What surprised you the most?
Maks (Scala Intern in Nexelem team): The thing that surprised me the most was the number of new messages when I opened my email inbox on the first day. My first thought was, “With receiving so many messages each day, will I find time to do anything other than reading new messages?”. In the following days, the number of messages decreased several times. With this knowledge, opening your inbox on the first day will be much less overwhelming. It is so that the beginning of an internship is usually a lot of organizational matters, which ultimately go quickly and efficiently in VL!
What was your greatest fear during the internship?
Kinga (Frontend Intern in NFS team): The beginning of the internship was hard for me. I didn’t have any university degree in IT related field, and it was my first job. I was struggling with almost every task, and I felt like it took me forever to do them. At that moment, I was most afraid that someone would regret hiring me or be completely disappointed with my work while I was doing all I could. Luckily it never happened, and I got a lot of support.
Which day would you like to relive and why?
Jędrzej: If I had to choose only one, I would select not one day but one trip. It was a weekend trip to Szczyrk that took place in October. Not only have I finally met my co-workers in times of remote work, but also had a great time trying new activities such as enduro or riding electric bikes in the mountains. It was a perfect opportunity to meet the rest of the team and management.
What is your favourite memory/flashback from the internship?
Maks: One of the most rewarding experiences during the internship was receiving three approvals on a pull request. Receiving an acceptance of a solved assignment during an interactive course may seem similar, but receiving acceptances from real people is something completely different. I could compare it to receiving your first grade in elementary school.
Szymon: Meeting the whole team in person for the first time. Our team is split between two cities, and we primarily work remotely, so I was happy to get a chance to meet everyone, grab a beer & have fun after work.
How was the cooperation with your team?
Jola: From the very beginning of my internship, I felt part of the team. Everyone was kind and understanding. I could always count on their help. Also, the atmosphere in the team was great.
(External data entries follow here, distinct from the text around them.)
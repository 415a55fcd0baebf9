use std::path::Path;

use thiserror::Error;

pub mod catalogs;
pub mod overrides;
pub mod planets;
pub mod reader;
pub mod table;

#[derive(Debug, Error)]
pub enum InputError {
    #[error("failed to read {path}: {source}")]
    Io {
        path: String,
        #[source]
        source: std::io::Error,
    },
    #[error("parse error in {path} line {line}: {message}")]
    Parse {
        path: String,
        line: usize,
        message: String,
    },
    #[error("{path} has no '{column}' column")]
    MissingColumn { path: String, column: String },
}

impl InputError {
    pub(crate) fn io(path: &Path, source: std::io::Error) -> Self {
        InputError::Io {
            path: path.display().to_string(),
            source,
        }
    }
}

/// Join key for planet names across sources: lowercase, only ASCII
/// alphanumerics, `-` and single spaces.
pub fn normalize_name(name: &str) -> String {
    let kept: String = name
        .trim()
        .to_lowercase()
        .chars()
        .filter(|c| c.is_ascii_alphanumeric() || *c == '-' || c.is_whitespace())
        .collect();
    kept.split_whitespace().collect::<Vec<_>>().join(" ")
}

#[cfg(test)]
#[path = "../../tests/src_inline/input/mod.rs"]
mod tests;
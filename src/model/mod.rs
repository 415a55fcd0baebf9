pub mod classification;
pub mod record;
pub mod scores;
pub mod thresholds;
pub mod values;
pub mod weights;
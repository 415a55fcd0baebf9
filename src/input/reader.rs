use std::fs::File;
use std::io::{BufRead, BufReader};
use std::path::Path;

use flate2::read::MultiGzDecoder;

use crate::input::InputError;

pub fn is_gzip(path: &Path) -> bool {
    path.extension().is_some_and(|ext| ext == "gz")
}

pub fn open_maybe_gz(path: &Path) -> Result<Box<dyn BufRead>, InputError> {
    let file = File::open(path).map_err(|e| InputError::io(path, e))?;
    if is_gzip(path) {
        Ok(Box::new(BufReader::new(MultiGzDecoder::new(file))))
    } else {
        Ok(Box::new(BufReader::new(file)))
    }
}

#[cfg(test)]
#[path = "../../tests/src_inline/input/reader.rs"]
mod tests;
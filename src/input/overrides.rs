use std::collections::BTreeMap;
use std::io::BufRead;
use std::path::Path;

use crate::input::planets::PlanetTable;
use crate::input::reader::open_maybe_gz;
use crate::input::{InputError, normalize_name};
use crate::model::record::RecordValue;

/// User parameter overrides keyed by normalized planet name.
///
/// One planet per line: `Kepler-452 b: pl_rade=2.4; st_age=6`. Values that
/// parse as numbers are stored as numbers, everything else as text.
#[derive(Debug, Clone, Default, PartialEq)]
pub struct Overrides {
    by_planet: BTreeMap<String, BTreeMap<String, RecordValue>>,
}

impl Overrides {
    pub fn parse(text: &str) -> Self {
        let mut overrides = Overrides::default();
        for (idx, line) in text.lines().enumerate() {
            overrides.parse_line(line, idx + 1);
        }
        overrides
    }

    pub fn load(path: &Path) -> Result<Self, InputError> {
        let reader = open_maybe_gz(path)?;
        let mut overrides = Overrides::default();
        for (idx, line) in reader.lines().enumerate() {
            let line = line.map_err(|e| InputError::io(path, e))?;
            overrides.parse_line(&line, idx + 1);
        }
        tracing::info!(path = %path.display(), planets = overrides.len(), "loaded overrides");
        Ok(overrides)
    }

    fn parse_line(&mut self, line: &str, line_no: usize) {
        let line = line.trim();
        if line.is_empty() || line.starts_with('#') {
            return;
        }
        let Some((planet, params)) = line.split_once(':') else {
            tracing::warn!(line = line_no, "override line has no ':'; skipping");
            return;
        };
        let key = normalize_name(planet);
        if key.is_empty() {
            tracing::warn!(line = line_no, "override line has no planet name; skipping");
            return;
        }
        let entry = self.by_planet.entry(key).or_default();
        for param in params.split(';') {
            let Some((name, value)) = param.split_once('=') else {
                continue;
            };
            let name = name.trim();
            if name.is_empty() {
                continue;
            }
            entry.insert(name.to_string(), RecordValue::from_cell(value));
        }
    }

    pub fn get(&self, planet_name: &str) -> Option<&BTreeMap<String, RecordValue>> {
        self.by_planet.get(&normalize_name(planet_name))
    }

    /// Writes overrides into matching planets, replacing existing values.
    /// Returns how many planets were touched.
    pub fn apply(&self, planets: &mut PlanetTable) -> usize {
        let mut applied = 0;
        for (name, record) in planets.iter_mut() {
            let Some(values) = self.get(name) else {
                continue;
            };
            for (key, value) in values {
                record.set(key.as_str(), value.clone());
            }
            tracing::info!(planet = name, keys = values.len(), "applied parameter overrides");
            applied += 1;
        }
        applied
    }

    pub fn len(&self) -> usize {
        self.by_planet.len()
    }

    pub fn is_empty(&self) -> bool {
        self.by_planet.is_empty()
    }
}

#[cfg(test)]
#[path = "../../tests/src_inline/input/overrides.rs"]
mod tests;
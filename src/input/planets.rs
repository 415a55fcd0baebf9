use std::collections::BTreeMap;
use std::path::Path;

use crate::input::table::{Table, read_table};
use crate::input::{InputError, normalize_name};
use crate::model::record::{PL_NAME, ParameterRecord, RecordValue};

/// Planet records in file order, each carrying its display name.
#[derive(Debug, Clone, Default, PartialEq)]
pub struct PlanetTable {
    planets: Vec<(String, ParameterRecord)>,
    index: BTreeMap<String, usize>,
}

impl PlanetTable {
    /// Adds a planet; a later row with the same normalized name replaces the
    /// earlier one in place.
    pub fn insert(&mut self, name: String, record: ParameterRecord) {
        let key = normalize_name(&name);
        match self.index.get(&key) {
            Some(&idx) => {
                tracing::warn!(planet = %name, "duplicate planet row; keeping the last one");
                self.planets[idx] = (name, record);
            }
            None => {
                self.index.insert(key, self.planets.len());
                self.planets.push((name, record));
            }
        }
    }

    pub fn get(&self, name: &str) -> Option<&ParameterRecord> {
        self.index
            .get(&normalize_name(name))
            .map(|&idx| &self.planets[idx].1)
    }

    pub fn iter(&self) -> impl Iterator<Item = (&str, &ParameterRecord)> {
        self.planets.iter().map(|(n, r)| (n.as_str(), r))
    }

    pub fn iter_mut(&mut self) -> impl Iterator<Item = (&str, &mut ParameterRecord)> {
        self.planets.iter_mut().map(|(n, r)| (n.as_str(), r))
    }

    /// Keeps only the planets whose normalized names are in `names`.
    pub fn retain_names(&mut self, names: &[String]) {
        let wanted: Vec<String> = names.iter().map(|n| normalize_name(n)).collect();
        for name in names {
            if self.get(name).is_none() {
                tracing::warn!(planet = %name, "requested planet not found in input");
            }
        }
        let kept: Vec<(String, ParameterRecord)> = std::mem::take(&mut self.planets)
            .into_iter()
            .filter(|(n, _)| wanted.contains(&normalize_name(n)))
            .collect();
        *self = kept.into_iter().collect();
    }

    pub fn len(&self) -> usize {
        self.planets.len()
    }

    pub fn is_empty(&self) -> bool {
        self.planets.is_empty()
    }
}

impl FromIterator<(String, ParameterRecord)> for PlanetTable {
    fn from_iter<T: IntoIterator<Item = (String, ParameterRecord)>>(iter: T) -> Self {
        let mut table = PlanetTable::default();
        for (name, record) in iter {
            table.insert(name, record);
        }
        table
    }
}

pub fn load_planets(path: &Path) -> Result<PlanetTable, InputError> {
    let table = read_table(path)?;
    let planets = planets_from_table(&table, path)?;
    tracing::info!(path = %path.display(), planets = planets.len(), "loaded planet records");
    Ok(planets)
}

pub fn planets_from_table(table: &Table, path: &Path) -> Result<PlanetTable, InputError> {
    let name_col = table.require_column(PL_NAME, path)?;
    let mut planets = PlanetTable::default();

    for row in 0..table.len() {
        let name = table.cell(row, name_col).trim();
        if name.is_empty() {
            tracing::warn!(row = row + 1, "row has no planet name; skipping");
            continue;
        }
        let mut record = ParameterRecord::new();
        for (col, header) in table.headers.iter().enumerate() {
            if header.is_empty() {
                continue;
            }
            if col == name_col {
                record.set(header.as_str(), name);
            } else {
                record.set(header.as_str(), RecordValue::from_cell(table.cell(row, col)));
            }
        }
        planets.insert(name.to_string(), record);
    }
    Ok(planets)
}

#[cfg(test)]
#[path = "../../tests/src_inline/input/planets.rs"]
mod tests;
We had several opportunities to spend some time outside of work and have fun together.
What is the most valuable lesson that you learned during the internship?
Kinga: I don’t know if there is one specific thing that I could point to. I’ve learnt that sometimes it takes way more time than expected to solve a problem, that I can always count on my team or that requirements for tasks can change multiple times, and it’s completely normal. The whole internship was one big valuable lesson.
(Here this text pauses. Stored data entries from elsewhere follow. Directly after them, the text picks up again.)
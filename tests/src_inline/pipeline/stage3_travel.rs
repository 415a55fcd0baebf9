use super::*;

#[test]
fn test_travel_times_ten_light_years() {
    let t = travel_times(Some(10.0));
    assert_eq!(t.len(), 3);
    assert_eq!(t[0].label, "Current tech (~0.0057% c)");
    assert_eq!(t[0].time, "175438.6 years");
    assert_eq!(t[1].time, "50.0 years");
    assert_eq!(t[2].time, "10.0 years");
}

#[test]
fn test_travel_times_invalid_distance() {
    for d in [None, Some(0.0), Some(-4.0), Some(f64::NAN)] {
        let t = travel_times(d);
        assert!(t.iter().all(|x| x.time == "N/A"));
    }
}
use super::*;

#[test]
fn test_color_levels_high_is_good() {
    assert_eq!(ColorLevel::for_percentage(80.0, ScoreScale::HighIsGood), ColorLevel::Excellent);
    assert_eq!(ColorLevel::for_percentage(79.9, ScoreScale::HighIsGood), ColorLevel::Good);
    assert_eq!(ColorLevel::for_percentage(40.0, ScoreScale::HighIsGood), ColorLevel::Fair);
    assert_eq!(ColorLevel::for_percentage(20.0, ScoreScale::HighIsGood), ColorLevel::Poor);
    assert_eq!(ColorLevel::for_percentage(0.0, ScoreScale::HighIsGood), ColorLevel::Critical);
    assert_eq!(ColorLevel::Excellent.hex(), "#4CAF50");
    assert_eq!(ColorLevel::Critical.hex(), "#F44336");
}

#[test]
fn test_color_levels_low_is_good() {
    assert_eq!(ColorLevel::for_percentage(10.0, ScoreScale::LowIsGood), ColorLevel::Excellent);
    assert_eq!(ColorLevel::for_percentage(25.0, ScoreScale::LowIsGood), ColorLevel::Good);
    assert_eq!(ColorLevel::for_percentage(50.0, ScoreScale::LowIsGood), ColorLevel::Fair);
    assert_eq!(ColorLevel::for_percentage(75.0, ScoreScale::LowIsGood), ColorLevel::Poor);
    assert_eq!(ColorLevel::for_percentage(95.0, ScoreScale::LowIsGood), ColorLevel::Critical);
}

#[test]
fn test_unavailable_score_is_grey() {
    let s = Score::unavailable();
    assert_eq!(s.value(), None);
    assert_eq!(s.color.hex(), "#757575");
    let json = serde_json::to_string(&s).unwrap();
    assert!(json.contains("\"unavailable\""));
}

#[test]
fn test_bundle_serializes_with_labels_in_order() {
    let mut bundle = ScoreBundle::new();
    bundle.insert(ScoreKey::PresenceOfMoons, Score::percent(20.0));
    bundle.insert(ScoreKey::Esi, Score::percent(100.0));
    let json = serde_json::to_string(&bundle).unwrap();
    let esi = json.find("\"ESI\"").unwrap();
    let moons = json.find("\"Presence of Moons\"").unwrap();
    assert!(esi < moons);
    assert_eq!(bundle.value(ScoreKey::Esi), Some(100.0));
}

#[test]
fn test_describe_score() {
    assert_eq!(describe_score(70.0), "Likely");
    assert_eq!(describe_score(40.0), "Possible");
    assert_eq!(describe_score(39.9), "Unlikely");
}
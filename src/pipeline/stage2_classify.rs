use crate::model::classification::{Classification, MassClass, TemperatureClass};

const ROCKY_RADIUS_LIMIT: f64 = 1.5;
const ROCKY_EXPONENT: f64 = 0.3;
const GASEOUS_EXPONENT: f64 = 0.5;

/// Mass in Earth masses implied by a radius in Earth radii.
pub fn estimate_mass_from_radius(radius: f64) -> f64 {
    if radius < ROCKY_RADIUS_LIMIT {
        radius.powf(1.0 / ROCKY_EXPONENT)
    } else {
        radius.powf(1.0 / GASEOUS_EXPONENT)
    }
}

/// Mass and temperature class for a planet. Never fails; missing inputs map
/// to the unknown classes.
pub fn classify_planet(
    mass: Option<f64>,
    radius: Option<f64>,
    temp: Option<f64>,
) -> Classification {
    let (mass_used, mass_estimated) = match (mass, radius) {
        (Some(m), _) => (Some(m), false),
        (None, Some(r)) if r > 0.0 => {
            let estimated = estimate_mass_from_radius(r);
            tracing::debug!(radius = r, mass = estimated, "estimated mass from radius");
            (Some(estimated), true)
        }
        _ => (None, false),
    };

    let classification = Classification {
        mass_class: MassClass::from_mass(mass_used),
        temperature_class: TemperatureClass::from_temperature(temp),
        mass_used,
        mass_estimated,
    };
    tracing::debug!(label = %classification.label(), "classified planet");
    classification
}

#[cfg(test)]
#[path = "../../tests/src_inline/pipeline/stage2_classify.rs"]
mod tests;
Would you recommend the VirtusLab internship programme to your friend?
Karolina: I would definitely recommend the VirtusLab internship programme to my friend because it allows developing your skills while working on real projects. What’s more, I really like that each intern has a mentor and cooperates with more experienced developers. One of the disadvantages is that when you become independent, your mentor can switch to another intern that needs more help. In that case, you lose more experienced dev to learn from. But at VL, you can always talk with the right person and solve the problem together if you have any concerns or/and problems in your current situation.